Fig. 2. Structure of SNX17 C-terminal tail binding to Retriever.

a. Schematic and overall colored cryo-EM map of the SNX17 CT peptide (golden) complexed with Retriever (VPS35L in green, VPS29 in magenta, and VPS26C in cyan). Dotted lines indicate structural elements not resolved in cryo-EM. N-terminal domains of SNX17 are shown as a reference. b-d. Close-up views showing key interactions between the SNX17 CT peptide (carbon in green, oxygen in red, and nitrogen in blue) and its binding surface on VPS35L and VPS26C: (b) shows cryo-EM density of the SNX17 CT peptide; (c-d) shows surface conservation calculated with ConSurf³³, with color-to-white gradients representing the most (ConSurf score = 9) to the least conserved residues (ConSurf score = 1).
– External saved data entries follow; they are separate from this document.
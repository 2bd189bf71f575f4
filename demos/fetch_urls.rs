//! Fetch URLs described by a JSON task file
//!
//! ```bash
//! cargo run --example fetch_urls -- task.json [cache.db]
//! ```
//!
//! Without a cache path the run is uncached. See `fetch_dl::config` for the file
//! format.

use std::path::PathBuf;
use std::sync::Arc;

use fetch_dl::{CacheStore, Downloader, NoCache, SqliteCache, TaskConfig};

#[tokio::main]
async fn main() -> Result<(), Box<dyn std::error::Error>> {
    let mut args = std::env::args().skip(1);
    let Some(task_path) = args.next().map(PathBuf::from) else {
        eprintln!("usage: fetch_urls <task.json> [cache.db]");
        std::process::exit(2);
    };

    let cache: Arc<dyn CacheStore> = match args.next() {
        Some(db) => Arc::new(SqliteCache::new(db.as_ref()).await?),
        None => Arc::new(NoCache),
    };

    let task = TaskConfig::load(&task_path).await?.into_builder()?.build();
    println!(
        "Fetching {} URL(s), {} at a time",
        task.item_count(),
        task.batch_size()
    );

    let results = Downloader::new(cache).execute(&task).await?;

    let mut ids: Vec<_> = results.keys().cloned().collect();
    ids.sort();
    for id in ids {
        let result = &results[&id];
        match result.content() {
            Ok(body) => println!("✓ {}: {} bytes", id, body.len()),
            Err(_) if result.skipped() => println!("- {}: throttled", id),
            Err(_) => println!("✗ {}: failed", id),
        }
    }

    Ok(())
}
Contacting residues are shown as sticks. Dotted yellow lines indicate polar interactions. Residues mutated in this study are indicated by a black box. e. Sequence alignment of human VPS35L and VPS26C with orthologs from indicated representative species. Residues contacting SNX17 are indicated with yellow boxes and arrowheads. Deleterious somatic mutations found in the COSMIC database and mutations tested for binding to SNX17 are indicated. f-g. Coomassie blue-stained SDS PAGE gels showing GST-SNX17 (f) or MBP-CCDC22-CCDC93 VBD dimer (g) pulling down purified Retriever bearing the indicated point mutations in VPS35L or VPS26C. Representative results from at least two independent experiments are shown.